As much as I enjoy writing, the occasional blank page does a little too much stating back at me. It’s creepy when a person does it. You look up. They look up. You look down. You look up again. They look up again. Or were they watching you, but you didn’t know because you looked away in that game of eyeball chicken strangers inadvertantly play? Or do they do it on purpose? A form of boredom killing entertainment, or something more sinister? I’d be willing to bet it’s almost always innocent…and rarely not innocent at all. That’s kind of the way it starts to feel, when a writer and their blank page get into a stating contest.

Another kind of blank page is strictly mental. Too much distraction. Often unavoidable, sometimes made entirely out of procrastination.

I’ve been experiencing it all too often lately. I know what to write…most of the time. I even know how to write it. But it feels as if an invisible wall made of stress, exhaustion, and worry has planted itself between my brain and my fingers that want to type in spite of that invisible wall.

I love Twitter, but a lot of people there  relentlessly try to help everybody…in the world. They chirp about being positive, just do it…whatever it is, there’s no reason to not be doing what you’re meant to be doing, if you’re really meant to do it. There are also the ones who are negative and insist in 140 characters or less that…well, basically you’re a dilettante, if you don’t meet their criteria for whatever it is they think you’re trying to be. They’re right in a lot of cases. The world is full of talkers, well, tweeters, instead of doers. But, you know what? They’re not hurting anyone, with their bought followers or wish upon a stariness.

There’s another kind of person out there who really is dedicated and trying their  best to hang on to their dreams. There are obstacles and hardships in this world that no amount of chirping or admonishing can change. Sometimes life thrusts difficulties on us that have to be worked around, gotten through, survived.

For writers, these situations we didn’t ask for leave us drained and demoralized. The mental blank page is made not of paper, but of emotions and time drains and, quite often, entirely too much love.

In my particular case, I’m a writer/screenwriter with an elderly parent who depends on me. I’m her caregiver, her anchor, and her only child. She’s done more for me, in more ways than come in the how to be a wonderful parent handbook so many mothers do not instinctively have, but she lived from for decades. She deserves my attention and my love. I try to give all of it to her I can, even though it brings forth my mental blank page where all my words lurk obscured in its shadow.
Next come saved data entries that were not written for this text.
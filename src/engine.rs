//! Remote analytics engine capability.
//!
//! The engine is consumed as an opaque RPC surface: a connected document
//! hands out objects, objects expose a hypercube layout and paginated
//! data, and session-scoped clones isolate each subscriber from the
//! shared base definition.

use std::sync::Arc;

use async_trait::async_trait;
use serde::{Deserialize, Serialize};
use tokio::sync::broadcast;

use crate::data_types::Cell;
use crate::error::ChartResult;

/// Path of the hypercube definition inside an object's property tree.
pub const CUBE_PATH: &str = "/cubeDef";

/// Full row/column extent of a cube's result matrix.
#[derive(Clone, Copy, Debug, Default, PartialEq, Eq, Serialize, Deserialize)]
pub struct CubeSize {
    pub columns: usize,
    pub rows: usize,
}

#[derive(Clone, Debug, Default, PartialEq, Serialize, Deserialize)]
pub struct FieldInfo {
    pub title: String,
}

#[derive(Clone, Debug, Default, PartialEq, Serialize, Deserialize)]
pub struct CubeLayout {
    pub size: CubeSize,
    pub dimensions: Vec<FieldInfo>,
    pub measures: Vec<FieldInfo>,
}

#[derive(Clone, Debug, Default, PartialEq, Serialize, Deserialize)]
pub struct ObjectLayout {
    pub cube: CubeLayout,
}

/// One bounded window into the cube matrix.
#[derive(Clone, Copy, Debug, Default, PartialEq, Eq, Serialize, Deserialize)]
pub struct PageRequest {
    pub top: usize,
    pub left: usize,
    pub width: usize,
    pub height: usize,
}

/// A fetched window: rows of cells in wire order.
#[derive(Clone, Debug, Default, Serialize, Deserialize)]
pub struct DataPage {
    pub area: PageRequest,
    pub matrix: Vec<Vec<Cell>>,
}

/// One object inside a connected document.
#[async_trait]
pub trait RemoteObject: Send + Sync {
    /// Clears any selection state under `path`.
    async fn clear_selections(&self, path: &str) -> ChartResult<()>;

    async fn get_layout(&self) -> ChartResult<ObjectLayout>;

    /// The object's full query definition, returned verbatim.
    async fn get_properties(&self) -> ChartResult<serde_json::Value>;

    async fn get_hypercube_data(
        &self,
        path: &str,
        pages: &[PageRequest],
    ) -> ChartResult<Vec<DataPage>>;

    /// Change notifications. Fires zero or more times, with no delivery
    /// order guarantee relative to other objects.
    fn subscribe_changed(&self) -> broadcast::Receiver<()>;
}

/// A connected document, the root capability handed to the feed.
#[async_trait]
pub trait Document: Send + Sync {
    async fn get_object(&self, object_id: &str) -> ChartResult<Arc<dyn RemoteObject>>;

    /// Creates an ephemeral session-scoped object from a copied query
    /// definition. Each call yields an independent clone.
    async fn create_session_object(
        &self,
        properties: serde_json::Value,
    ) -> ChartResult<Arc<dyn RemoteObject>>;
}
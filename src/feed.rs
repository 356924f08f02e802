//! Subscription lifecycle for one remote analytic object.
//!
//! A feed owns a session-scoped clone of the object's query definition,
//! fetches the full matrix once at open time, and keeps display
//! metadata fresh from the clone's change notifications. Row data is
//! captured once; only labels refresh reactively thereafter.

use std::sync::atomic::{AtomicBool, Ordering};
use std::sync::Arc;

use tokio::sync::broadcast::error::RecvError;
use tokio::sync::watch;
use tokio::task::JoinHandle;
use tracing::{debug, warn};

use crate::data_types::{ChartMetadata, RowSet};
use crate::engine::{Document, PageRequest, RemoteObject, CUBE_PATH};
use crate::error::{ChartError, ChartResult};

pub struct DataFeed;

impl DataFeed {
    /// Opens a subscription to `object_id`: clears stale selection state
    /// on the base object, clones its definition into the session, and
    /// fetches the complete matrix in one bounded page.
    ///
    /// Fails with [`ChartError::Connection`] or
    /// [`ChartError::ObjectNotFound`]; no partial handle is installed on
    /// failure. A cube with no dimensions or measures yields an empty
    /// row set instead of an error.
    pub async fn open(document: Arc<dyn Document>, object_id: &str) -> ChartResult<FeedHandle> {
        let base = document.get_object(object_id).await?;
        base.clear_selections(CUBE_PATH).await?;

        // The base object is only read; the session clone is private to
        // this handle.
        let properties = base.get_properties().await?;
        drop(base);
        let session = document.create_session_object(properties).await?;

        let layout = session.get_layout().await?;
        let (metadata, rows) = match ChartMetadata::from_layout(&layout) {
            Ok(metadata) => {
                let size = layout.cube.size;
                let rows = if size.rows == 0 {
                    RowSet::new()
                } else {
                    let page = PageRequest {
                        top: 0,
                        left: 0,
                        width: size.columns,
                        height: size.rows,
                    };
                    let pages = session.get_hypercube_data(CUBE_PATH, &[page]).await?;
                    let matrix = pages.into_iter().next().map(|p| p.matrix).unwrap_or_default();
                    RowSet::from_matrix(matrix)
                };
                (metadata, rows)
            }
            Err(ChartError::EmptyData) => {
                warn!(object_id, "cube has no dimensions or measures, rendering empty");
                (ChartMetadata::default(), RowSet::new())
            }
            Err(err) => return Err(err),
        };

        let (tx, rx) = watch::channel(metadata);
        let closed = Arc::new(AtomicBool::new(false));
        let listener = spawn_change_listener(session.clone(), tx, closed.clone());

        debug!(object_id, rows = rows.len(), "feed opened");
        Ok(FeedHandle {
            rows,
            metadata: rx,
            session,
            listener: Some(listener),
            closed,
        })
    }
}

/// One open subscription: the session clone plus its change listener.
pub struct FeedHandle {
    rows: RowSet,
    metadata: watch::Receiver<ChartMetadata>,
    session: Arc<dyn RemoteObject>,
    listener: Option<JoinHandle<()>>,
    closed: Arc<AtomicBool>,
}

impl std::fmt::Debug for FeedHandle {
    fn fmt(&self, f: &mut std::fmt::Formatter<'_>) -> std::fmt::Result {
        f.debug_struct("FeedHandle")
            .field("closed", &self.closed.load(Ordering::Acquire))
            .field("listening", &self.listener.is_some())
            .finish_non_exhaustive()
    }
}

impl FeedHandle {
    /// The normalized matrix captured at open time.
    pub fn rows(&self) -> &RowSet {
        &self.rows
    }

    /// Latest display metadata.
    pub fn metadata(&self) -> ChartMetadata {
        self.metadata.borrow().clone()
    }

    /// Watch endpoint for awaiting metadata changes.
    pub fn metadata_watch(&self) -> watch::Receiver<ChartMetadata> {
        self.metadata.clone()
    }

    /// Session object backing this feed.
    pub fn session(&self) -> &Arc<dyn RemoteObject> {
        &self.session
    }

    pub fn is_closed(&self) -> bool {
        self.closed.load(Ordering::Acquire)
    }

    /// Detaches the change listener; no further metadata deliveries
    /// occur. Idempotent, and safe while a layout re-read is in flight:
    /// the in-flight result is discarded.
    pub fn close(&mut self) {
        self.closed.store(true, Ordering::Release);
        if let Some(listener) = self.listener.take() {
            listener.abort();
            debug!("feed closed, change listener detached");
        }
    }
}

impl Drop for FeedHandle {
    fn drop(&mut self) {
        self.close();
    }
}

fn spawn_change_listener(
    object: Arc<dyn RemoteObject>,
    tx: watch::Sender<ChartMetadata>,
    closed: Arc<AtomicBool>,
) -> JoinHandle<()> {
    let mut changes = object.subscribe_changed();
    tokio::spawn(async move {
        loop {
            match changes.recv().await {
                // Missed notifications coalesce into the next re-read.
                Ok(()) | Err(RecvError::Lagged(_)) => {}
                Err(RecvError::Closed) => break,
            }
            // Metadata only: the row matrix is not re-fetched here.
            let layout = match object.get_layout().await {
                Ok(layout) => layout,
                Err(err) => {
                    warn!(%err, "layout re-read failed after change notification");
                    continue;
                }
            };
            if closed.load(Ordering::Acquire) {
                break;
            }
            match ChartMetadata::from_layout(&layout) {
                Ok(metadata) => {
                    let _ = tx.send(metadata);
                }
                Err(err) => warn!(%err, "metadata re-derivation failed"),
            }
        }
    })
}
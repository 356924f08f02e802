//! cubechart: keeps a bar chart scene synchronized with a live data cube.

pub mod data_types;
pub mod engine;
pub mod error;
pub mod feed;
pub mod layout;
pub mod scales;
pub mod scene;
pub mod theme;

pub use data_types::{Cell, ChartMetadata, RowSet, RowTuple};
pub use error::{ChartError, ChartResult};
pub use feed::{DataFeed, FeedHandle};
pub use layout::{Margins, PlotArea, Viewport};
pub use scales::{BandScale, Scales, ValueScale};
pub use scene::{RenderReason, Scene, SceneReconciler};
pub use theme::ChartTheme;
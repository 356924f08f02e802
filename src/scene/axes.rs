//! Axis tick construction and label rules.

use crate::data_types::ChartMetadata;
use crate::layout::{Margins, PlotArea};
use crate::scales::Scales;

use super::{CategoryTick, TextNode, ValueTick};

/// Tick density requested from the value scale.
pub const VALUE_TICK_COUNT: usize = 5;

/// Formats a value tick as thousands with a `K` suffix.
pub fn format_value_tick(value: f64) -> String {
    let k = value / 1000.0;
    if k == k.trunc() {
        format!("{}K", k as i64)
    } else {
        format!("{k}K")
    }
}

/// Fixed truncation for the known category label format: the first four
/// characters plus everything after the sixth.
pub fn truncate_label(label: &str) -> String {
    let head: String = label.chars().take(4).collect();
    let tail: String = label.chars().skip(6).collect();
    format!("{head}{tail}")
}

pub(super) fn build_value_axis(scales: &Scales, margins: Margins, plot: PlotArea) -> Vec<ValueTick> {
    scales
        .value
        .ticks(VALUE_TICK_COUNT)
        .into_iter()
        .map(|value| ValueTick {
            y: margins.top + scales.value.map(value),
            label: format_value_tick(value),
            grid_from: margins.left,
            grid_to: plot.width,
        })
        .collect()
}

pub(super) fn build_category_axis(
    scales: &Scales,
    margins: Margins,
    plot: PlotArea,
) -> Vec<CategoryTick> {
    let baseline = margins.top + plot.height;
    scales
        .category
        .domain()
        .iter()
        .filter_map(|label| {
            let x = scales.category.center(label)?;
            Some(CategoryTick {
                x,
                y: baseline,
                label: truncate_label(label),
            })
        })
        .collect()
}

pub(super) fn build_titles(
    metadata: &ChartMetadata,
    margins: Margins,
    plot: PlotArea,
) -> (TextNode, TextNode) {
    let category = TextNode {
        x: plot.width / 2.0,
        y: plot.height + margins.bottom - 10.0,
        text: metadata.dimension_title.clone(),
        rotation: 0.0,
    };
    let value = TextNode {
        x: -plot.height / 1.4,
        y: margins.left / 3.0,
        text: metadata.measure_title.clone(),
        rotation: -90.0,
    };
    (category, value)
}
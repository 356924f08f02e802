//! Min/max error whisker layer.

use crate::data_types::RowSet;
use crate::scales::Scales;
use crate::theme::ChartTheme;

use super::{Animated, WhiskerNode, REFRESH_DURATION};

pub const CAP_HALF_WIDTH: f32 = 5.0;

/// Replaced wholesale each pass: one glyph per row, keyed by array
/// order, with a grow-in from zero size.
pub(super) fn build_whiskers(
    rows: &RowSet,
    scales: &Scales,
    margin_top: f32,
    theme: &ChartTheme,
    animate: bool,
) -> Vec<WhiskerNode> {
    rows.iter()
        .filter_map(|row| {
            let x = scales.category.center(row.key())?;
            let anchor = scales.value.map(row.avg.numeric);
            let grow = if animate {
                Animated::transition(0.0, 1.0, REFRESH_DURATION)
            } else {
                Animated::at_rest(1.0)
            };
            Some(WhiskerNode {
                x,
                y: margin_top + anchor,
                low_dy: scales.value.map(row.low.numeric) - anchor,
                high_dy: scales.value.map(row.high.numeric) - anchor,
                cap_half_width: CAP_HALF_WIDTH,
                stroke: theme.whisker_stroke,
                stroke_width: theme.whisker_width,
                grow,
            })
        })
        .collect()
}
//! Value and category scales derived from the current rows and viewport.

use crate::data_types::RowSet;
use crate::layout::{Margins, PlotArea, Viewport};

/// Tick density used when rounding the value domain outward.
const NICE_COUNT: usize = 10;

/// Inter-band padding fraction of the band step.
pub const BAND_PADDING: f64 = 0.45;

/// Linear scale whose domain is rounded outward to nice bounds.
#[derive(Clone, Debug)]
pub struct ValueScale {
    domain: (f64, f64),
    range: (f32, f32),
}

impl ValueScale {
    pub fn new(domain: (f64, f64), range: (f32, f32)) -> Self {
        let mut d_min = domain.0;
        let mut d_max = domain.1;
        if (d_max - d_min).abs() < f64::EPSILON {
            d_min -= 0.5;
            d_max += 0.5;
        }
        Self {
            domain: nice_domain(d_min, d_max, NICE_COUNT),
            range,
        }
    }

    pub fn map(&self, value: f64) -> f32 {
        let (d_min, d_max) = self.domain;
        let (r_min, r_max) = self.range;
        let t = (value - d_min) / (d_max - d_min);
        let res = (r_min as f64 + t * (r_max as f64 - r_min as f64)) as f32;
        if res.is_nan() || res.is_infinite() {
            0.0
        } else {
            res
        }
    }

    pub fn invert(&self, pixel: f32) -> f64 {
        let (d_min, d_max) = self.domain;
        let (r_min, r_max) = self.range;
        let span = (r_max - r_min) as f64;
        if span == 0.0 {
            return d_min;
        }
        d_min + ((pixel - r_min) as f64 / span) * (d_max - d_min)
    }

    pub fn domain(&self) -> (f64, f64) {
        self.domain
    }

    pub fn range(&self) -> (f32, f32) {
        self.range
    }

    /// Round tick values across the domain. `count` is a density hint,
    /// not an exact tick total.
    pub fn ticks(&self, count: usize) -> Vec<f64> {
        let (min, max) = self.domain;
        ticks(min, max, count)
    }
}

/// Maps ordered category labels onto evenly spaced, padded intervals.
#[derive(Clone, Debug)]
pub struct BandScale {
    domain: Vec<String>,
    range: (f32, f32),
    step: f64,
    bandwidth: f64,
    start: f64,
}

impl BandScale {
    pub fn new(domain: Vec<String>, range: (f32, f32), padding: f64) -> Self {
        let n = domain.len() as f64;
        let (r0, r1) = (range.0 as f64, range.1 as f64);
        let step = (r1 - r0) / f64::max(1.0, n - padding + padding * 2.0);
        let bandwidth = step * (1.0 - padding);
        let start = r0 + (r1 - r0 - step * (n - padding)) * 0.5;
        Self {
            domain,
            range,
            step,
            bandwidth,
            start,
        }
    }

    /// Left edge of the band for `label`, or None for an unknown label.
    pub fn map(&self, label: &str) -> Option<f32> {
        self.domain
            .iter()
            .position(|l| l == label)
            .map(|i| (self.start + self.step * i as f64) as f32)
    }

    /// Center of the band for `label`.
    pub fn center(&self, label: &str) -> Option<f32> {
        self.map(label).map(|x| x + self.bandwidth() / 2.0)
    }

    pub fn bandwidth(&self) -> f32 {
        self.bandwidth.max(0.0) as f32
    }

    pub fn step(&self) -> f32 {
        self.step as f32
    }

    pub fn domain(&self) -> &[String] {
        &self.domain
    }

    pub fn range(&self) -> (f32, f32) {
        self.range
    }
}

/// Scales for one render pass.
#[derive(Clone, Debug)]
pub struct Scales {
    pub value: ValueScale,
    pub category: BandScale,
}

impl Scales {
    /// Pure derivation; callable with an empty row set, which yields a
    /// degenerate but non-crashing value domain.
    pub fn compute(rows: &RowSet, viewport: Viewport, margins: Margins) -> Self {
        let plot = PlotArea::new(viewport, margins);
        let domain = rows.value_extent().unwrap_or((0.0, 1.0));
        let value = ValueScale::new(domain, (plot.height, 0.0));
        let category = BandScale::new(rows.labels(), (margins.left, plot.width), BAND_PADDING);
        Self { value, category }
    }
}

/// Tick increment between round values: a positive step, or the
/// negative inverse of the step when the step is fractional, so that
/// fractional ticks stay exact under division.
fn tick_increment(start: f64, stop: f64, count: usize) -> f64 {
    let step = (stop - start) / count.max(1) as f64;
    if step <= 0.0 || !step.is_finite() {
        return f64::NAN;
    }
    let power = step.log10().floor();
    let error = step / 10f64.powf(power);
    let factor = if error >= 50f64.sqrt() {
        10.0
    } else if error >= 10f64.sqrt() {
        5.0
    } else if error >= 2f64.sqrt() {
        2.0
    } else {
        1.0
    };
    if power >= 0.0 {
        factor * 10f64.powf(power)
    } else {
        -(10f64.powf(-power)) / factor
    }
}

/// Rounds the bounds outward to multiples of the tick increment.
fn nice_domain(min: f64, max: f64, count: usize) -> (f64, f64) {
    let (mut start, mut stop) = (min, max);
    let mut prestep = 0.0_f64;
    for _ in 0..2 {
        let step = tick_increment(start, stop, count);
        if !step.is_finite() || step == 0.0 || step == prestep {
            break;
        }
        if step > 0.0 {
            start = (start / step).floor() * step;
            stop = (stop / step).ceil() * step;
        } else {
            let inc = -step;
            start = (start * inc).floor() / inc;
            stop = (stop * inc).ceil() / inc;
        }
        prestep = step;
    }
    (start, stop)
}

fn ticks(start: f64, stop: f64, count: usize) -> Vec<f64> {
    if start == stop {
        return vec![start];
    }
    let step = tick_increment(start, stop, count);
    if !step.is_finite() || step == 0.0 {
        return vec![start, stop];
    }
    if step > 0.0 {
        let i0 = (start / step).ceil() as i64;
        let i1 = (stop / step).floor() as i64;
        (i0..=i1).map(|i| i as f64 * step).collect()
    } else {
        let inc = -step;
        let i0 = (start * inc).ceil() as i64;
        let i1 = (stop * inc).floor() as i64;
        (i0..=i1).map(|i| i as f64 / inc).collect()
    }
}
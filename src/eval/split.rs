//! Stratified, seeded train/test partitioning.

use std::collections::HashMap;

use rand::SeedableRng;
use rand::rngs::StdRng;
use rand::seq::SliceRandom;

use crate::dataset::LabeledExample;
use crate::intent::Intent;

/// Split a labeled corpus into (train, test) halves, preserving each
/// intent's proportional representation on both sides.
///
/// Per intent, `round(len * test_fraction)` examples go to the test side
/// after a seeded shuffle, so classes with a single example stay in
/// training. The same seed always yields the same partition.
pub fn stratified_split(
    examples: &[LabeledExample],
    test_fraction: f64,
    seed: u64,
) -> (Vec<LabeledExample>, Vec<LabeledExample>) {
    let mut by_intent: HashMap<Intent, Vec<usize>> = HashMap::new();
    for (index, example) in examples.iter().enumerate() {
        by_intent.entry(example.intent).or_default().push(index);
    }

    let mut rng = StdRng::seed_from_u64(seed);
    let mut train = Vec::new();
    let mut test = Vec::new();

    // Iterate in canonical intent order; HashMap order would leak hasher
    // state into the partition.
    for intent in Intent::ALL {
        let Some(mut indices) = by_intent.remove(&intent) else {
            continue;
        };
        indices.shuffle(&mut rng);

        let n_test = (indices.len() as f64 * test_fraction).round() as usize;
        for (position, index) in indices.into_iter().enumerate() {
            if position < n_test {
                test.push(examples[index].clone());
            } else {
                train.push(examples[index].clone());
            }
        }
    }

    (train, test)
}

#[cfg(test)]
mod tests {
    use super::*;

    fn corpus(per_class: usize) -> Vec<LabeledExample> {
        let mut examples = Vec::new();
        for intent in [Intent::Greeting, Intent::OrderStatus, Intent::Complaint] {
            for i in 0..per_class {
                examples.push(LabeledExample {
                    text: format!("{intent} example {i}"),
                    intent,
                });
            }
        }
        examples
    }

    #[test]
    fn test_split_preserves_class_proportions() {
        let examples = corpus(10);
        let (train, test) = stratified_split(&examples, 0.2, 42);

        assert_eq!(train.len(), 24);
        assert_eq!(test.len(), 6);
        for intent in [Intent::Greeting, Intent::OrderStatus, Intent::Complaint] {
            assert_eq!(test.iter().filter(|e| e.intent == intent).count(), 2);
            assert_eq!(train.iter().filter(|e| e.intent == intent).count(), 8);
        }
    }

    #[test]
    fn test_split_is_deterministic_under_fixed_seed() {
        let examples = corpus(10);
        let (train_a, test_a) = stratified_split(&examples, 0.2, 42);
        let (train_b, test_b) = stratified_split(&examples, 0.2, 42);
        assert_eq!(train_a, train_b);
        assert_eq!(test_a, test_b);
    }

    #[test]
    fn test_split_keeps_singleton_classes_in_training() {
        let examples = corpus(1);
        let (train, test) = stratified_split(&examples, 0.2, 42);
        assert_eq!(train.len(), 3);
        assert!(test.is_empty());
    }

    #[test]
    fn test_split_partitions_without_loss_or_duplication() {
        let examples = corpus(7);
        let (train, test) = stratified_split(&examples, 0.3, 11);
        assert_eq!(train.len() + test.len(), examples.len());

        let mut seen: Vec<&str> = train
            .iter()
            .chain(test.iter())
            .map(|e| e.text.as_str())
            .collect();
        seen.sort_unstable();
        seen.dedup();
        assert_eq!(seen.len(), examples.len());
    }
}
This isn’t at all what I started out to write. But as it started to form, I allowed it to because I know more and more people have aging parents who need them as much as they were once needed. I can’t be the only one who feels outside the chirping and admonishing, wondering where the dedicated writer fits when dedication of another kind becomes…life.

It’s a life of challenges, and also one of growth and learning and self discovery. Just like writing. And it doesn’t mean the writing stops. It means those times when the mental blank page eases and fills up with thoughts and ideas and words become more precious.